November 19, 2014 at 8:41 p.m. EST
Senate Minority Leader Mitch McConnell (R-Ky.) answers questions following the weekly Republican policy luncheon at the U.S. Capitol on Nov. 18, 2014. (Win Mcnamee/Getty Images)

The incoming Senate Republican majority is already showing some division in its ranks over how to deal with the Democrats’ filibuster rules change.

The word from the office of soon-to-be Majority Leader Mitch McConnell (Ky.) is that "his members are discussing" whether to reverse the nuclear option they spent the better part of a year denouncing or leave it in place to stick it to the Democrats.

Sen. Lindsey Graham (S.C.) argued for the former on a radio show Monday night. Sen. Orrin Hatch (Utah), in a cantankerous speech, said Republicans should give the new minority "a taste of their own medicine."

The "nuclear option," which allowed Democrats to cut off a filibuster on White House nominees with 51 votes instead of the usual 60, helped President Obama with Democrats in the majority.
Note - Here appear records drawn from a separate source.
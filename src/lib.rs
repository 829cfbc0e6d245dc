//! Activity Audit
//!
//! Reconciles AI-generated activity detections (camera observations with
//! bounding-box labels) against the monitoring activities recorded for a
//! store, and reports which recorded activities the AI saw.
//!
//! # Pipeline
//!
//! 1. `ingest`: parse the raw detection JSON array.
//! 2. `mapping` + `extract`: resolve every bounding-box label into activity
//!    detections through the activity catalog.
//! 3. `dedup`: collapse detections sharing a minute, activity and camera.
//! 4. `matcher`: join the minute-level detections against ground truth.
//! 5. `reconcile`: metrics and the final `ResultBundle`.
//!
//! Everything around the pipeline (SQLite access, reports, the HTTP API,
//! progress tracking) is a collaborator passed in by the caller.
//!
//! # Composite key
//!
//! All grouping and joining uses `(minute-truncated timestamp, activity id,
//! camera)`, see [`dedup::MinuteKey`].

use serde::{Deserialize, Serialize};

pub mod api;
pub mod config;
pub mod dedup;
pub mod extract;
pub mod ingest;
pub mod mapping;
pub mod matcher;
pub mod progress;
pub mod reconcile;
pub mod report;
pub mod service;
pub mod storage;

pub use dedup::{count_distinct_minute_keys, deduplicate, normalize_to_minute, MinuteKey};
pub use extract::{extract, extract_with_diagnostics, Extraction, ExtractionDiagnostics};
pub use ingest::{parse_detection_json, BoundingBox, InputError, RawDetectionRecord};
pub use mapping::LabelMapper;
pub use matcher::{match_detections, MatchOutcome, MatchPolicy};
pub use progress::{InMemoryProgressStore, ProgressSnapshot, ProgressStatus, ProgressStore};
pub use reconcile::{PerformanceMetrics, ReconciliationEngine, ReportMetadata, ResultBundle};
pub use service::{AuditService, CompareRequest};
pub use storage::{AuditStore, ComparisonLogEntry, InMemoryAuditStore, SqliteAuditStore};

// -------------------- Reference Data --------------------

/// One activity the store can be monitored for.
#[derive(Clone, Debug, PartialEq, Eq, Serialize, Deserialize)]
pub struct ActivityCatalogEntry {
    pub id: i64,
    pub name: String,
}

impl ActivityCatalogEntry {
    pub fn new(id: i64, name: &str) -> Self {
        Self {
            id,
            name: name.to_string(),
        }
    }
}

/// A monitoring activity recorded in the database. Read-only input.
#[derive(Clone, Debug, PartialEq, Serialize, Deserialize)]
#[serde(rename_all = "camelCase")]
pub struct GroundTruthRecord {
    pub record_id: i64,
    pub activity_id: i64,
    pub activity_name: String,
    pub timestamp: String,
    pub camera: String,
}

// -------------------- Detections --------------------

/// One resolved observation: a single (record, bound, activity id) triple.
#[derive(Clone, Debug, PartialEq, Serialize, Deserialize)]
#[serde(rename_all = "camelCase")]
pub struct DetectionEvent {
    pub timestamp: String,
    pub activity_id: i64,
    pub activity_name: String,
    pub label: String,
    pub camera: String,
    pub zone: Option<String>,
    pub confidence: f64,
    pub image: Option<String>,
    pub source_record_index: usize,
    pub source_bound_index: usize,
}

/// The first detection seen for a composite key plus everything collapsed into it.
#[derive(Clone, Debug, PartialEq, Serialize, Deserialize)]
#[serde(rename_all = "camelCase")]
pub struct DeduplicatedEvent {
    #[serde(flatten)]
    pub event: DetectionEvent,
    /// 1 + number of duplicates.
    pub original_count: usize,
    pub duplicates: Vec<DetectionEvent>,
}

impl DeduplicatedEvent {
    pub fn seed(event: DetectionEvent) -> Self {
        Self {
            event,
            original_count: 1,
            duplicates: Vec::new(),
        }
    }

    pub fn absorb(&mut self, duplicate: DetectionEvent) {
        self.original_count += 1;
        self.duplicates.push(duplicate);
    }
}

// -------------------- Match Results --------------------

#[derive(Clone, Copy, Debug, PartialEq, Eq, Serialize, Deserialize)]
#[serde(rename_all = "SCREAMING_SNAKE_CASE")]
pub enum MatchType {
    AccurateDetection,
    MissedByAi,
}

/// A ground-truth record the AI also detected.
#[derive(Clone, Debug, PartialEq, Serialize, Deserialize)]
#[serde(rename_all = "camelCase")]
pub struct MatchResult {
    pub timestamp: String,
    pub activity_id: i64,
    pub activity_name: String,
    pub camera: String,
    pub confidence: f64,
    pub zone: Option<String>,
    pub ground_truth_record_id: i64,
    pub detection_record_index: usize,
    /// How many raw detections fell into the matched minute.
    pub original_detection_count: usize,
    pub match_type: MatchType,
}

/// A ground-truth record with no detection in the same minute.
#[derive(Clone, Debug, PartialEq, Serialize, Deserialize)]
#[serde(rename_all = "camelCase")]
pub struct MissResult {
    pub timestamp: String,
    pub activity_id: i64,
    pub activity_name: String,
    pub camera: String,
    pub ground_truth_record_id: i64,
    pub match_type: MatchType,
}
But Graham argues that it's in Republicans' interest to switch it back.

"If you keep it at 51, all they have to do is pick up three, four Republicans and I'm worried that you're no stronger than your weakest link. Having to get to 60 is a much more collaborative process. I want to have the ability to say no to executive appointments and judicial appointments with a 60-vote hurdle as it stood for over 150 years," Graham said on "The Hugh Hewitt Show."

But Hatch, speaking to the Federalist Society last week, is in the camp pushing to keep it. Their argument is that if a Republican wins the White House in 2016, they’d want their president to have the same advantage pushing through executive and judicial nominations.

"We should not return to the old rule," Hatch said, according to the Huffington Post. "We should teach those blunderheads that they made a big mistake."

Cruz’s own nuclear option

Speaking of nominations, the Senate on Wednesday continued moving through its long-standing backlog, confirming an additional five ambassadors and five more federal judges.

But if Sen. Ted Cruz (R-Tex.) ran the Senate (and some say he does), they'd be among the last Obama White House nominees to be confirmed.

In an op-ed in Politico on Wednesday, Cruz said the Republican response to President Obama's planned executive action on immigration should be to refuse to vote on any more of his nominees.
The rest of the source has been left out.